History of the CCF at Monmouth School for Boys
A Brief History
“Labor omnia vincit – the Cadet Corps of the School is at last in full swing. It promises to be exceedingly smart and efficient, and from being rough and undisciplined it has learnt to serve and obey”.
So started the report in the Monmothian in April 1906, two years after the “Cadet Corps” as it was then known was formed. What’s new we ask? In this the Centenary year we mark the fact that countless cadets have passed through the ranks of Monmouth School for Boys CCF and many have gone on to careers in the Armed Forces.

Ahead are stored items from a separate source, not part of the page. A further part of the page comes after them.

// Copyright (C) 2026 Fred Clausen
// Use of this source code is governed by an MIT-style
// license that can be found in the LICENSE file or at
// https://opensource.org/licenses/MIT.

use crate::{
    DomainError, expected_dni_letter, format_name, validate_correo, validate_dni,
    validate_full_name,
};

// ============================================================================
// National ID
// ============================================================================

#[test]
fn test_dni_with_correct_letter_is_accepted() {
    assert_eq!(validate_dni("12345678Z").unwrap(), "12345678Z");
    assert_eq!(validate_dni("11111111H").unwrap(), "11111111H");
    assert_eq!(validate_dni("00000000T").unwrap(), "00000000T");
}

#[test]
fn test_dni_with_wrong_letter_is_rejected() {
    let result: Result<String, DomainError> = validate_dni("12345678A");
    assert_eq!(
        result,
        Err(DomainError::WrongDniLetter {
            dni: String::from("12345678A"),
            expected: 'Z',
        })
    );
}

#[test]
fn test_dni_letter_is_normalized_to_uppercase() {
    assert_eq!(validate_dni("12345678z").unwrap(), "12345678Z");
}

#[test]
fn test_dni_with_seven_digits_is_rejected() {
    let result = validate_dni("1234567Z");
    assert!(matches!(result, Err(DomainError::InvalidDni(_))));
}

#[test]
fn test_dni_without_letter_is_rejected() {
    let result = validate_dni("123456789");
    assert!(matches!(result, Err(DomainError::InvalidDni(_))));
}

#[test]
fn test_dni_with_letter_inside_digits_is_rejected() {
    let result = validate_dni("1234A678Z");
    assert!(matches!(result, Err(DomainError::InvalidDni(_))));
}

#[test]
fn test_blank_dni_is_missing() {
    let result = validate_dni("   ");
    assert_eq!(
        result,
        Err(DomainError::Missing {
            field: "national ID"
        })
    );
}

#[test]
fn test_expected_dni_letter_table() {
    assert_eq!(expected_dni_letter(12_345_678), 'Z');
    assert_eq!(expected_dni_letter(0), 'T');
    assert_eq!(expected_dni_letter(1), 'R');
    assert_eq!(expected_dni_letter(22), 'E');
    assert_eq!(expected_dni_letter(23), 'T');
}

// ============================================================================
// Email
// ============================================================================

#[test]
fn test_valid_emails_are_accepted() {
    assert!(validate_correo("a@b.com").is_ok());
    assert!(validate_correo("ana.garcia@iesalandalus.org").is_ok());
    assert!(validate_correo("luis_2+tutorias@alumnos.es").is_ok());
}

#[test]
fn test_email_without_at_sign_is_rejected() {
    assert!(matches!(
        validate_correo("ana.garcia.iesalandalus.org"),
        Err(DomainError::InvalidEmail(_))
    ));
}

#[test]
fn test_email_with_empty_local_part_is_rejected() {
    assert!(matches!(
        validate_correo("@iesalandalus.org"),
        Err(DomainError::InvalidEmail(_))
    ));
}

#[test]
fn test_email_with_subdomain_is_rejected() {
    assert!(matches!(
        validate_correo("ana@mail.iesalandalus.org"),
        Err(DomainError::InvalidEmail(_))
    ));
}

#[test]
fn test_email_with_long_tld_is_rejected() {
    assert!(matches!(
        validate_correo("ana@iesalandalus.info"),
        Err(DomainError::InvalidEmail(_))
    ));
}

#[test]
fn test_email_with_short_tld_is_rejected() {
    assert!(matches!(
        validate_correo("ana@iesalandalus.o"),
        Err(DomainError::InvalidEmail(_))
    ));
}

#[test]
fn test_blank_email_is_missing() {
    assert_eq!(
        validate_correo(""),
        Err(DomainError::Missing { field: "email" })
    );
}

// ============================================================================
// Names
// ============================================================================

#[test]
fn test_format_name_collapses_whitespace_and_capitalizes() {
    assert_eq!(format_name("  juAN   pérez  "), "Juan Pérez");
    assert_eq!(format_name("ÁLVARO\tnúñez"), "Álvaro Núñez");
    assert_eq!(format_name("ana"), "Ana");
}

#[test]
fn test_full_name_requires_two_words() {
    assert!(matches!(
        validate_full_name("Ana"),
        Err(DomainError::InvalidName(_))
    ));
    assert!(validate_full_name("Ana García").is_ok());
}

#[test]
fn test_full_name_rejects_digits() {
    assert!(matches!(
        validate_full_name("Ana G4rcía"),
        Err(DomainError::InvalidName(_))
    ));
}

#[test]
fn test_blank_full_name_is_missing() {
    assert_eq!(
        validate_full_name(" \t "),
        Err(DomainError::Missing { field: "name" })
    );
}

Two World Wars have been fought and Old Boys of the school have been awarded 32 Military Crosses, 11 Distinguished Service Orders, 8 Flying medals (DFC, AFC and DFM) and one Victoria Cross. In 1921 Captain Angus Buchanan VC, once Head Boy at school stood at the opening ceremony for the War memorial. One hundred and forty three Old Monmothians fell in battle in the 20thCentury.

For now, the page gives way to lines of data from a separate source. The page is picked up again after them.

// Copyright (C) 2026 Fred Clausen
// Use of this source code is governed by an MIT-style
// license that can be found in the LICENSE file or at
// https://opensource.org/licenses/MIT.

//! Data sources: producers of repositories wired to their stores.
//!
//! Each storage backend is one `DataSource` implementation. Callers pick an
//! implementation from configuration and only see the trait.

use crate::error::StoreError;
use crate::repositories::{Alumnos, Citas, Sesiones, Tutorias};
use crate::repository::{LoadSummary, Repository};
use crate::store::VolatileStore;
use tutorias_domain::{Alumno, Cita, Sesion, Tutoria};

/// Store name for students, shared by every backend.
pub const STORE_ALUMNOS: &str = "alumnos";
/// Store name for tutoring groups.
pub const STORE_TUTORIAS: &str = "tutorias";
/// Store name for sessions.
pub const STORE_SESIONES: &str = "sesiones";
/// Store name for appointments.
pub const STORE_CITAS: &str = "citas";

/// Produces the four repositories, each bound to its own store.
pub trait DataSource {
    /// Creates the student repository.
    fn alumnos(&self) -> Alumnos;
    /// Creates the tutoring group repository.
    fn tutorias(&self) -> Tutorias;
    /// Creates the session repository.
    fn sesiones(&self) -> Sesiones;
    /// Creates the appointment repository.
    fn citas(&self) -> Citas;
}

/// A data source whose stores live only in memory.
///
/// Repositories created from the same source share stores, so a second set
/// of repositories loads what the first set saved.
#[derive(Debug, Clone)]
pub struct VolatileDataSource {
    alumnos: VolatileStore<Alumno>,
    tutorias: VolatileStore<Tutoria>,
    sesiones: VolatileStore<Sesion>,
    citas: VolatileStore<Cita>,
}

impl VolatileDataSource {
    /// Creates a source with four empty stores.
    #[must_use]
    pub fn new() -> Self {
        Self {
            alumnos: VolatileStore::new(STORE_ALUMNOS),
            tutorias: VolatileStore::new(STORE_TUTORIAS),
            sesiones: VolatileStore::new(STORE_SESIONES),
            citas: VolatileStore::new(STORE_CITAS),
        }
    }
}

impl Default for VolatileDataSource {
    fn default() -> Self {
        Self::new()
    }
}

impl DataSource for VolatileDataSource {
    fn alumnos(&self) -> Alumnos {
        Repository::new(Box::new(self.alumnos.clone()))
    }

    fn tutorias(&self) -> Tutorias {
        Repository::new(Box::new(self.tutorias.clone()))
    }

    fn sesiones(&self) -> Sesiones {
        Repository::new(Box::new(self.sesiones.clone()))
    }

    fn citas(&self) -> Citas {
        Repository::new(Box::new(self.citas.clone()))
    }
}

/// The four repositories of one running application.
///
/// Each repository is independent. Referential consistency between them
/// (a session's group exists, an appointment's student exists) is the
/// caller's job: resolve the parent with `buscar` before building a dependent.
#[derive(Debug)]
pub struct Repositories {
    /// Students, keyed by email.
    pub alumnos: Alumnos,
    /// Tutoring groups, keyed by professor and name.
    pub tutorias: Tutorias,
    /// Sessions, keyed by tutoring group and date.
    pub sesiones: Sesiones,
    /// Appointments, keyed by student, session and time.
    pub citas: Citas,
}

impl Repositories {
    /// Creates all four repositories from one source. Nothing is loaded yet.
    #[must_use]
    pub fn from_source(source: &dyn DataSource) -> Self {
        Self {
            alumnos: source.alumnos(),
            tutorias: source.tutorias(),
            sesiones: source.sesiones(),
            citas: source.citas(),
        }
    }

    /// Loads every repository from its store.
    pub fn comenzar(&mut self) -> Vec<LoadSummary> {
        vec![
            self.alumnos.comenzar(),
            self.tutorias.comenzar(),
            self.sesiones.comenzar(),
            self.citas.comenzar(),
        ]
    }

    /// Saves every repository to its store.
    ///
    /// Every repository is attempted even when an earlier one fails.
    ///
    /// # Errors
    ///
    /// Returns the first store error encountered.
    pub fn terminar(&self) -> Result<(), StoreError> {
        let results: [Result<(), StoreError>; 4] = [
            self.alumnos.terminar(),
            self.tutorias.terminar(),
            self.sesiones.terminar(),
            self.citas.terminar(),
        ];
        results.into_iter().collect()
    }
}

In 1904 a Cadet Corps at Monmouth Grammar School was added to the 4thVolunteer Battalion of the South Wales Borderers. In 1908 the 4thVB became the 3rdBattalion of The Monmouthshire Regiment, and in 1911 the School Cadet Corps was officially affiliated to The Monmouthshire Regiment. The early photographs show the Cadet Corps wearing the Monmouthshire Regiment cap badge. The Army section of the CCF are today the only unit still to wear the Welsh Dragon. Neither will the uniform of the day go unnoticed, reminiscent of the Boer War. Chindit style hats and long rifles.
After the First World War the uniform changed to the familiar peaked caps and khaki serge. In 1925 the Cadet Corps became the Officers’ Training Corps and in 1942 first mention is made of an Air Training Corps. After the Second World War, in common with other school cadet contingents we became a Combined Cadet Force of Army and RAF.